Could you repeat all of the entries below, character for character?

§ Material for this task:
* * * * *

//! Failure taxonomy for search orchestration.
//!
//! Every terminal failure of a search run maps to exactly one variant
//! here, and every variant carries a stable machine-readable `kind`
//! string plus an outcome for the attempt log. Messages describe what
//! happened without quoting remote page content.

use docket_core::types::SearchFailure;
use docket_db::AttemptOutcome;
use thiserror::Error;

/// Terminal failure of a search run.
#[derive(Debug, Error)]
pub enum SearchError {
    /// The request was rejected before any network interaction
    #[error("validation failed: {0}")]
    Validation(String),

    /// The court site could not be reached within the retry budget
    #[error("court site unreachable: {0}")]
    SiteUnreachable(String),

    /// A challenge was surfaced and the caller must supply a code
    #[error("captcha code required for attempt {attempt_id}")]
    ChallengeRequired {
        /// Identifier the caller quotes back when supplying the code
        attempt_id: String,
    },

    /// No code arrived within the challenge wait window
    #[error("no captcha code arrived within {waited_secs}s")]
    ChallengeTimeout {
        /// Length of the wait window that elapsed
        waited_secs: u64,
    },

    /// Every submitted code was rejected or expired
    #[error("challenge retry budget exhausted after {attempts} submissions")]
    ChallengeExhausted {
        /// Number of codes submitted before giving up
        attempts: u32,
    },

    /// The result page did not match any recognized shape
    #[error("result page unparseable: {0}")]
    Parse(String),

    /// The persistence layer failed
    #[error("storage failure: {0}")]
    Storage(#[from] docket_db::StorageError),

    /// The run was cancelled by the caller
    #[error("search cancelled")]
    Cancelled,

    /// The overall attempt budget elapsed before a terminal state
    #[error("attempt budget of {budget_secs}s exceeded")]
    DeadlineExceeded {
        /// Overall wall-clock budget that elapsed
        budget_secs: u64,
    },
}

impl SearchError {
    /// Stable discriminator for the external layer and the attempt log.
    #[must_use]
    pub fn kind(&self) -> &'static str {
        match self {
            Self::Validation(_) => "validation_error",
            Self::SiteUnreachable(_) => "site_unreachable",
            Self::ChallengeRequired { .. } => "captcha_required",
            Self::ChallengeTimeout { .. } => "challenge_timeout",
            Self::ChallengeExhausted { .. } => "challenge_exhausted",
            Self::Parse(_) => "parse_error",
            Self::Storage(_) => "storage_error",
            Self::Cancelled => "cancelled",
            Self::DeadlineExceeded { .. } => "deadline_exceeded",
        }
    }

    /// Outcome recorded for the attempt row.
    #[must_use]
    pub fn outcome(&self) -> AttemptOutcome {
        match self {
            Self::ChallengeRequired { .. } => AttemptOutcome::CaptchaRequired,
            Self::ChallengeTimeout { .. } | Self::DeadlineExceeded { .. } => {
                AttemptOutcome::Timeout
            }
            _ => AttemptOutcome::Failed,
        }
    }

    /// Shape handed to the external layer.
    #[must_use]
    pub fn to_failure(&self) -> SearchFailure {
        SearchFailure {
            kind: self.kind().to_string(),
            message: self.to_string(),
        }
    }
}

impl From<docket_browser::BrowserError> for SearchError {
    fn from(err: docket_browser::BrowserError) -> Self {
        // Any session-level fault mid-run means the site (or our link
        // to it) is gone; the retry loops decide how often to try.
        Self::SiteUnreachable(err.to_string())
    }
}

impl From<docket_core::DocketError> for SearchError {
    fn from(err: docket_core::DocketError) -> Self {
        match err {
            docket_core::DocketError::Validation(msg) => Self::Validation(msg),
            other => Self::SiteUnreachable(other.to_string()),
        }
    }
}

/// Result alias used throughout the scraper crate.
pub type Result<T> = std::result::Result<T, SearchError>;

#[cfg(test)]
mod tests {
    use super::*;

    #[test]
    fn test_kinds_are_stable() {
        assert_eq!(
            SearchError::Validation("x".into()).kind(),
            "validation_error"
        );
        assert_eq!(
            SearchError::SiteUnreachable("x".into()).kind(),
            "site_unreachable"
        );
        assert_eq!(
            SearchError::ChallengeExhausted { attempts: 3 }.kind(),
            "challenge_exhausted"
        );
        assert_eq!(SearchError::Cancelled.kind(), "cancelled");
    }

    #[test]
    fn test_outcome_mapping() {
        assert_eq!(
            SearchError::ChallengeTimeout { waited_secs: 120 }.outcome(),
            AttemptOutcome::Timeout
        );
        assert_eq!(
            SearchError::DeadlineExceeded { budget_secs: 300 }.outcome(),
            AttemptOutcome::Timeout
        );
        assert_eq!(
            SearchError::ChallengeRequired {
                attempt_id: "a".into()
            }
            .outcome(),
            AttemptOutcome::CaptchaRequired
        );
        assert_eq!(
            SearchError::Parse("bad".into()).outcome(),
            AttemptOutcome::Failed
        );
        assert_eq!(SearchError::Cancelled.outcome(), AttemptOutcome::Failed);
    }

    #[test]
    fn test_failure_shape() {
        let failure = SearchError::ChallengeExhausted { attempts: 3 }.to_failure();
        assert_eq!(failure.kind, "challenge_exhausted");
        assert!(failure.message.contains("3 submissions"));
    }

    #[test]
    fn test_validation_error_carries_message() {
        let err: SearchError =
            docket_core::DocketError::Validation("year out of range".to_string()).into();
        assert!(matches!(err, SearchError::Validation(_)));
        assert!(err.to_string().contains("year out of range"));
    }
}
//! Browser session management for the court-records site.
//!
//! Owns the lifecycle of one remote browsing session: launch, navigate
//! with a bounded page-load timeout, and idempotent teardown. Knows
//! nothing about court-specific semantics; the orchestrator drives it
//! through the `SessionActions` seam.

pub mod actions;
pub mod error;
pub mod fingerprint;
pub mod health;
pub mod session;

pub use actions::SessionActions;
pub use error::{BrowserError, Result};
pub use health::backend_available;
pub use session::Session;
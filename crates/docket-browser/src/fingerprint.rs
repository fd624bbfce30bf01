use docket_core::BrowserSettings;
use rand::Rng;

/// Fingerprint configuration for the browsing session.
///
/// Court sites reject obvious automation; a plausible desktop user
/// agent and viewport keep the session indistinguishable from a human
/// visitor.
#[derive(Debug, Clone)]
pub struct FingerprintConfig {
    pub user_agent: String,
    pub viewport_width: u32,
    pub viewport_height: u32,
}

impl FingerprintConfig {
    /// Generate a randomized fingerprint configuration.
    pub fn randomized() -> Self {
        let mut rng = rand::thread_rng();

        // Common desktop user agents
        let user_agents = [
            "Mozilla/5.0 (Windows NT 10.0; Win64; x64) AppleWebKit/537.36 (KHTML, like Gecko) Chrome/120.0.0.0 Safari/537.36",
            "Mozilla/5.0 (Macintosh; Intel Mac OS X 10_15_7) AppleWebKit/537.36 (KHTML, like Gecko) Chrome/120.0.0.0 Safari/537.36",
            "Mozilla/5.0 (X11; Linux x86_64) AppleWebKit/537.36 (KHTML, like Gecko) Chrome/120.0.0.0 Safari/537.36",
        ];

        // Common viewport sizes
        let viewports = [(1920, 1080), (1366, 768), (1536, 864), (1440, 900)];

        let ua_idx = rng.gen_range(0..user_agents.len());
        let vp_idx = rng.gen_range(0..viewports.len());
        let (width, height) = viewports[vp_idx];

        Self {
            user_agent: user_agents[ua_idx].to_string(),
            viewport_width: width,
            viewport_height: height,
        }
    }

    /// Derive a fingerprint from settings, randomizing the user agent
    /// when none is pinned.
    pub fn from_settings(settings: &BrowserSettings) -> Self {
        let mut fingerprint = Self::randomized();
        if !settings.user_agent.is_empty() {
            fingerprint.user_agent = settings.user_agent.clone();
        }
        fingerprint.viewport_width = settings.window_width;
        fingerprint.viewport_height = settings.window_height;
        fingerprint
    }
}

* * * * *

§ Your response:
//! Failure taxonomy for search orchestration.
//!
//! Every terminal failure of a search run maps to exactly one variant
//! here, and every variant carries a stable machine-readable `kind`
//! string plus an outcome for the attempt log. Messages describe what
//! happened without quoting remote page content.

use docket_core::types::SearchFailure;
use docket_db::AttemptOutcome;
use thiserror::Error;

/// Terminal failure of a search run.
#[derive(Debug, Error)]
pub enum SearchError {
    /// The request was rejected before any network interaction
    #[error("validation failed: {0}")]
    Validation(String),

    /// The court site could not be reached within the retry budget
    #[error("court site unreachable: {0}")]
    SiteUnreachable(String),

    /// A challenge was surfaced and the caller must supply a code
    #[error("captcha code required for attempt {attempt_id}")]
    ChallengeRequired {
        /// Identifier the caller quotes back when supplying the code
        attempt_id: String,
    },

    /// No code arrived within the challenge wait window
    #[error("no captcha code arrived within {waited_secs}s")]
    ChallengeTimeout {
        /// Length of the wait window that elapsed
        waited_secs: u64,
    },

    /// Every submitted code was rejected or expired
    #[error("challenge retry budget exhausted after {attempts} submissions")]
    ChallengeExhausted {
        /// Number of codes submitted before giving up
        attempts: u32,
    },

    /// The result page did not match any recognized shape
    #[error("result page unparseable: {0}")]
    Parse(String),

    /// The persistence layer failed
    #[error("storage failure: {0}")]
    Storage(#[from] docket_db::StorageError),

    /// The run was cancelled by the caller
    #[error("search cancelled")]
    Cancelled,

    /// The overall attempt budget elapsed before a terminal state
    #[error("attempt budget of {budget_secs}s exceeded")]
    DeadlineExceeded {
        /// Overall wall-clock budget that elapsed
        budget_secs: u64,
    },
}

impl SearchError {
    /// Stable discriminator for the external layer and the attempt log.
    #[must_use]
    pub fn kind(&self) -> &'static str {
        match self {
            Self::Validation(_) => "validation_error",
            Self::SiteUnreachable(_) => "site_unreachable",
            Self::ChallengeRequired { .. } => "captcha_required",
            Self::ChallengeTimeout { .. } => "challenge_timeout",
            Self::ChallengeExhausted { .. } => "challenge_exhausted",
            Self::Parse(_) => "parse_error",
            Self::Storage(_) => "storage_error",
            Self::Cancelled => "cancelled",
            Self::DeadlineExceeded { .. } => "deadline_exceeded",
        }
    }

    /// Outcome recorded for the attempt row.
    #[must_use]
    pub fn outcome(&self) -> AttemptOutcome {
        match self {
            Self::ChallengeRequired { .. } => AttemptOutcome::CaptchaRequired,
            Self::ChallengeTimeout { .. } | Self::DeadlineExceeded { .. } => {
                AttemptOutcome::Timeout
            }
            _ => AttemptOutcome::Failed,
        }
    }

    /// Shape handed to the external layer.
    #[must_use]
    pub fn to_failure(&self) -> SearchFailure {
        SearchFailure {
            kind: self.kind().to_string(),
            message: self.to_string(),
        }
    }
}

impl From<docket_browser::BrowserError> for SearchError {
    fn from(err: docket_browser::BrowserError) -> Self {
        // Any session-level fault mid-run means the site (or our link
        // to it) is gone; the retry loops decide how often to try.
        Self::SiteUnreachable(err.to_string())
    }
}

impl From<docket_core::DocketError> for SearchError {
    fn from(err: docket_core::DocketError) -> Self {
        match err {
            docket_core::DocketError::Validation(msg) => Self::Validation(msg),
            other => Self::SiteUnreachable(other.to_string()),
        }
    }
}

/// Result alias used throughout the scraper crate.
pub type Result<T> = std::result::Result<T, SearchError>;

#[cfg(test)]
mod tests {
    use super::*;

    #[test]
    fn test_kinds_are_stable() {
        assert_eq!(
            SearchError::Validation("x".into()).kind(),
            "validation_error"
        );
        assert_eq!(
            SearchError::SiteUnreachable("x".into()).kind(),
            "site_unreachable"
        );
        assert_eq!(
            SearchError::ChallengeExhausted { attempts: 3 }.kind(),
            "challenge_exhausted"
        );
        assert_eq!(SearchError::Cancelled.kind(), "cancelled");
    }

    #[test]
    fn test_outcome_mapping() {
        assert_eq!(
            SearchError::ChallengeTimeout { waited_secs: 120 }.outcome(),
            AttemptOutcome::Timeout
        );
        assert_eq!(
            SearchError::DeadlineExceeded { budget_secs: 300 }.outcome(),
            AttemptOutcome::Timeout
        );
        assert_eq!(
            SearchError::ChallengeRequired {
                attempt_id: "a".into()
            }
            .outcome(),
            AttemptOutcome::CaptchaRequired
        );
        assert_eq!(
            SearchError::Parse("bad".into()).outcome(),
            AttemptOutcome::Failed
        );
        assert_eq!(SearchError::Cancelled.outcome(), AttemptOutcome::Failed);
    }

    #[test]
    fn test_failure_shape() {
        let failure = SearchError::ChallengeExhausted { attempts: 3 }.to_failure();
        assert_eq!(failure.kind, "challenge_exhausted");
        assert!(failure.message.contains("3 submissions"));
    }

    #[test]
    fn test_validation_error_carries_message() {
        let err: SearchError =
            docket_core::DocketError::Validation("year out of range".to_string()).into();
        assert!(matches!(err, SearchError::Validation(_)));
        assert!(err.to_string().contains("year out of range"));
    }
}
//! Browser session management for the court-records site.
//!
//! Owns the lifecycle of one remote browsing session: launch, navigate
//! with a bounded page-load timeout, and idempotent teardown. Knows
//! nothing about court-specific semantics; the orchestrator drives it
//! through the `SessionActions` seam.

pub mod actions;
pub mod error;
pub mod fingerprint;
pub mod health;
pub mod session;

pub use actions::SessionActions;
pub use error::{BrowserError, Result};
pub use health::backend_available;
pub use session::Session;
filename crates/docket-browser/src/fingerprint.rs
repository fd624bbfce30bf01
use docket_core::BrowserSettings;
use rand::Rng;

/// Fingerprint configuration for the browsing session.
///
/// Court sites reject obvious automation; a plausible desktop user
/// agent and viewport keep the session indistinguishable from a human
/// visitor.
#[derive(Debug, Clone)]
pub struct FingerprintConfig {
    pub user_agent: String,
    pub viewport_width: u32,
    pub viewport_height: u32,
}

impl FingerprintConfig {
    /// Generate a randomized fingerprint configuration.
    pub fn randomized() -> Self {
        let mut rng = rand::thread_rng();

        // Common desktop user agents
        let user_agents = [
            "Mozilla/5.0 (Windows NT 10.0; Win64; x64) AppleWebKit/537.36 (KHTML, like Gecko) Chrome/120.0.0.0 Safari/537.36",
            "Mozilla/5.0 (Macintosh; Intel Mac OS X 10_15_7) AppleWebKit/537.36 (KHTML, like Gecko) Chrome/120.0.0.0 Safari/537.36",
            "Mozilla/5.0 (X11; Linux x86_64) AppleWebKit/537.36 (KHTML, like Gecko) Chrome/120.0.0.0 Safari/537.36",
        ];

        // Common viewport sizes
        let viewports = [(1920, 1080), (1366, 768), (1536, 864), (1440, 900)];

        let ua_idx = rng.gen_range(0..user_agents.len());
        let vp_idx = rng.gen_range(0..viewports.len());
        let (width, height) = viewports[vp_idx];

        Self {
            user_agent: user_agents[ua_idx].to_string(),
            viewport_width: width,
            viewport_height: height,
        }
    }

    /// Derive a fingerprint from settings, randomizing the user agent
    /// when none is pinned.
    pub fn from_settings(settings: &BrowserSettings) -> Self {
        let mut fingerprint = Self::randomized();
        if !settings.user_agent.is_empty() {
            fingerprint.user_agent = settings.user_agent.clone();
        }
        fingerprint.viewport_width = settings.window_width;
        fingerprint.viewport_height = settings.window_height;
        fingerprint
    }
}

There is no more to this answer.